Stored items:
******************************

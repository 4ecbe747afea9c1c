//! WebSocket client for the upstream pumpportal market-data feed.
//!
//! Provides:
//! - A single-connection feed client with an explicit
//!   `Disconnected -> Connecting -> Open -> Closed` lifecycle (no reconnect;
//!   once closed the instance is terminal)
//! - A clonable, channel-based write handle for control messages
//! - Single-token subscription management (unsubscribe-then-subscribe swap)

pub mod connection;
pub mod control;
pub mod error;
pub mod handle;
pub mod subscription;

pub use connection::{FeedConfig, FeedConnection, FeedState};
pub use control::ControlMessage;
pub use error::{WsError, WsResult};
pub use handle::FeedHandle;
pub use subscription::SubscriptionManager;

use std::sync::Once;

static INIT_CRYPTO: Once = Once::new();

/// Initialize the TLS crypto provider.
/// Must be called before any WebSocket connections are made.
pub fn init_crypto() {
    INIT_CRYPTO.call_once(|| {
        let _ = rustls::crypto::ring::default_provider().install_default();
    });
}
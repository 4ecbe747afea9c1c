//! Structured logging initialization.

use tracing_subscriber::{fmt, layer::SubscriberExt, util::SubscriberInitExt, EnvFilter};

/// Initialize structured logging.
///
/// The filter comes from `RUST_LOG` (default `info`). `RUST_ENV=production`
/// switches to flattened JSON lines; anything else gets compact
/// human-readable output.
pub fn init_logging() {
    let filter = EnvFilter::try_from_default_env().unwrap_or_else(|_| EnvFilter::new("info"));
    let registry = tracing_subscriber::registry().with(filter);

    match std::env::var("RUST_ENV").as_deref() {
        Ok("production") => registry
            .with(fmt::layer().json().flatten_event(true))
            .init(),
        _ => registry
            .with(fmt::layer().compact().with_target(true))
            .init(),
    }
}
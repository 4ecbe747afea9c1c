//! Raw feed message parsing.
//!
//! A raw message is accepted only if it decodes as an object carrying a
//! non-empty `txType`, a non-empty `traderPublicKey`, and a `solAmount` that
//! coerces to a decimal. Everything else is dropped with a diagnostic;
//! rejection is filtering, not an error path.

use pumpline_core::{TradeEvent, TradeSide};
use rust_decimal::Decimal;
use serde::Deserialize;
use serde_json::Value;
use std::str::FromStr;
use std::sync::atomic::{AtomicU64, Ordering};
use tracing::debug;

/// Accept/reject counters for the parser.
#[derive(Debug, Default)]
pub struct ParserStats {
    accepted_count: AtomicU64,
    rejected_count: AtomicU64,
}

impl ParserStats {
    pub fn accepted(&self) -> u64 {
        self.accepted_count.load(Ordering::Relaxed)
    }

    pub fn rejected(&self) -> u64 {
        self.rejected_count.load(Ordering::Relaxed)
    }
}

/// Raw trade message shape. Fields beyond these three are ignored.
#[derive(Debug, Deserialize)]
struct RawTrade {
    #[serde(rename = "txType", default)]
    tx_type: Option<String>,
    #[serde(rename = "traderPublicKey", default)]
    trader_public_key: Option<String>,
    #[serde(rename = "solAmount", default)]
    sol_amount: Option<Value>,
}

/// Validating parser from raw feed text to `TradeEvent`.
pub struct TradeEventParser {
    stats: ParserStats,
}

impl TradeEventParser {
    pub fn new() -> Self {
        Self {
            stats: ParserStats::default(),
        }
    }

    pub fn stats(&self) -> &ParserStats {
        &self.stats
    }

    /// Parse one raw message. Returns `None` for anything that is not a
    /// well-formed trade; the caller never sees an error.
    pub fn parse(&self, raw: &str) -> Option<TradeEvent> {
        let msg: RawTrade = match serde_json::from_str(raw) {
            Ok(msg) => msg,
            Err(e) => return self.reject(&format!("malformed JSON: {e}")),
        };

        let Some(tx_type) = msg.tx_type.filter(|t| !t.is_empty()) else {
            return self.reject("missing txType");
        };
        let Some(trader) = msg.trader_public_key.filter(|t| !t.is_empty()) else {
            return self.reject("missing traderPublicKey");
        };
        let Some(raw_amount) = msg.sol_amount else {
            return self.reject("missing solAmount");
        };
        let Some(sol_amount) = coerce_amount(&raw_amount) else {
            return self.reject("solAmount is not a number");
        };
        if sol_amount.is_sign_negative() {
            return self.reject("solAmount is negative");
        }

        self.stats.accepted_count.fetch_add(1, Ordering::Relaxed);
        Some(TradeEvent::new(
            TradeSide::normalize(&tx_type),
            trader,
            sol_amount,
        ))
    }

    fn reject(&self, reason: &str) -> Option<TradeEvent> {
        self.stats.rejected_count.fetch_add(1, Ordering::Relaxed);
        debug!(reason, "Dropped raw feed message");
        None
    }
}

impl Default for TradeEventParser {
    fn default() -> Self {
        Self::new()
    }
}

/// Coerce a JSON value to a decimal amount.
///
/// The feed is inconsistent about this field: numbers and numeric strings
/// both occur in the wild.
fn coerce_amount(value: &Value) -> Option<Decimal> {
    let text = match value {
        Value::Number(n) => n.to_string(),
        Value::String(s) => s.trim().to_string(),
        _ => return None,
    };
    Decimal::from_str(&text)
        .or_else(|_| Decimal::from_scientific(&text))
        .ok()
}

******************************

Problem to work on >> From start to finish, retype the records above with complete accuracy.

Solution >>
repository 4ecbe747afea9c1c
//! WebSocket client for the upstream pumpportal market-data feed.
//!
//! Provides:
//! - A single-connection feed client with an explicit
//!   `Disconnected -> Connecting -> Open -> Closed` lifecycle (no reconnect;
//!   once closed the instance is terminal)
//! - A clonable, channel-based write handle for control messages
//! - Single-token subscription management (unsubscribe-then-subscribe swap)

pub mod connection;
pub mod control;
pub mod error;
pub mod handle;
pub mod subscription;

pub use connection::{FeedConfig, FeedConnection, FeedState};
pub use control::ControlMessage;
pub use error::{WsError, WsResult};
pub use handle::FeedHandle;
pub use subscription::SubscriptionManager;

use std::sync::Once;

static INIT_CRYPTO: Once = Once::new();

/// Initialize the TLS crypto provider.
/// Must be called before any WebSocket connections are made.
pub fn init_crypto() {
    INIT_CRYPTO.call_once(|| {
        let _ = rustls::crypto::ring::default_provider().install_default();
    });
}
repository 4ecbe747afea9c1c
//! Structured logging initialization.

use tracing_subscriber::{fmt, layer::SubscriberExt, util::SubscriberInitExt, EnvFilter};

/// Initialize structured logging.
///
/// The filter comes from `RUST_LOG` (default `info`). `RUST_ENV=production`
/// switches to flattened JSON lines; anything else gets compact
/// human-readable output.
pub fn init_logging() {
    let filter = EnvFilter::try_from_default_env().unwrap_or_else(|_| EnvFilter::new("info"));
    let registry = tracing_subscriber::registry().with(filter);

    match std::env::var("RUST_ENV").as_deref() {
        Ok("production") => registry
            .with(fmt::layer().json().flatten_event(true))
            .init(),
        _ => registry
            .with(fmt::layer().compact().with_target(true))
            .init(),
    }
}
repository 4ecbe747afea9c1c
//! Raw feed message parsing.
//!
//! A raw message is accepted only if it decodes as an object carrying a
//! non-empty `txType`, a non-empty `traderPublicKey`, and a `solAmount` that
//! coerces to a decimal. Everything else is dropped with a diagnostic;
//! rejection is filtering, not an error path.

use pumpline_core::{TradeEvent, TradeSide};
use rust_decimal::Decimal;
use serde::Deserialize;
use serde_json::Value;
use std::str::FromStr;
use std::sync::atomic::{AtomicU64, Ordering};
use tracing::debug;

/// Accept/reject counters for the parser.
#[derive(Debug, Default)]
pub struct ParserStats {
    accepted_count: AtomicU64,
    rejected_count: AtomicU64,
}

impl ParserStats {
    pub fn accepted(&self) -> u64 {
        self.accepted_count.load(Ordering::Relaxed)
    }

    pub fn rejected(&self) -> u64 {
        self.rejected_count.load(Ordering::Relaxed)
    }
}

/// Raw trade message shape. Fields beyond these three are ignored.
#[derive(Debug, Deserialize)]
struct RawTrade {
    #[serde(rename = "txType", default)]
    tx_type: Option<String>,
    #[serde(rename = "traderPublicKey", default)]
    trader_public_key: Option<String>,
    #[serde(rename = "solAmount", default)]
    sol_amount: Option<Value>,
}

/// Validating parser from raw feed text to `TradeEvent`.
pub struct TradeEventParser {
    stats: ParserStats,
}

impl TradeEventParser {
    pub fn new() -> Self {
        Self {
            stats: ParserStats::default(),
        }
    }

    pub fn stats(&self) -> &ParserStats {
        &self.stats
    }

    /// Parse one raw message. Returns `None` for anything that is not a
    /// well-formed trade; the caller never sees an error.
    pub fn parse(&self, raw: &str) -> Option<TradeEvent> {
        let msg: RawTrade = match serde_json::from_str(raw) {
            Ok(msg) => msg,
            Err(e) => return self.reject(&format!("malformed JSON: {e}")),
        };

        let Some(tx_type) = msg.tx_type.filter(|t| !t.is_empty()) else {
            return self.reject("missing txType");
        };
        let Some(trader) = msg.trader_public_key.filter(|t| !t.is_empty()) else {
            return self.reject("missing traderPublicKey");
        };
        let Some(raw_amount) = msg.sol_amount else {
            return self.reject("missing solAmount");
        };
        let Some(sol_amount) = coerce_amount(&raw_amount) else {
            return self.reject("solAmount is not a number");
        };
        if sol_amount.is_sign_negative() {
            return self.reject("solAmount is negative");
        }

        self.stats.accepted_count.fetch_add(1, Ordering::Relaxed);
        Some(TradeEvent::new(
            TradeSide::normalize(&tx_type),
            trader,
            sol_amount,
        ))
    }

    fn reject(&self, reason: &str) -> Option<TradeEvent> {
        self.stats.rejected_count.fetch_add(1, Ordering::Relaxed);
        debug!(reason, "Dropped raw feed message");
        None
    }
}

impl Default for TradeEventParser {
    fn default() -> Self {
        Self::new()
    }
}

/// Coerce a JSON value to a decimal amount.
///
/// The feed is inconsistent about this field: numbers and numeric strings
/// both occur in the wild.
fn coerce_amount(value: &Value) -> Option<Decimal> {
    let text = match value {
        Value::Number(n) => n.to_string(),
        Value::String(s) => s.trim().to_string(),
        _ => return None,
    };
    Decimal::from_str(&text)
        .or_else(|_| Decimal::from_scientific(&text))
        .ok()
}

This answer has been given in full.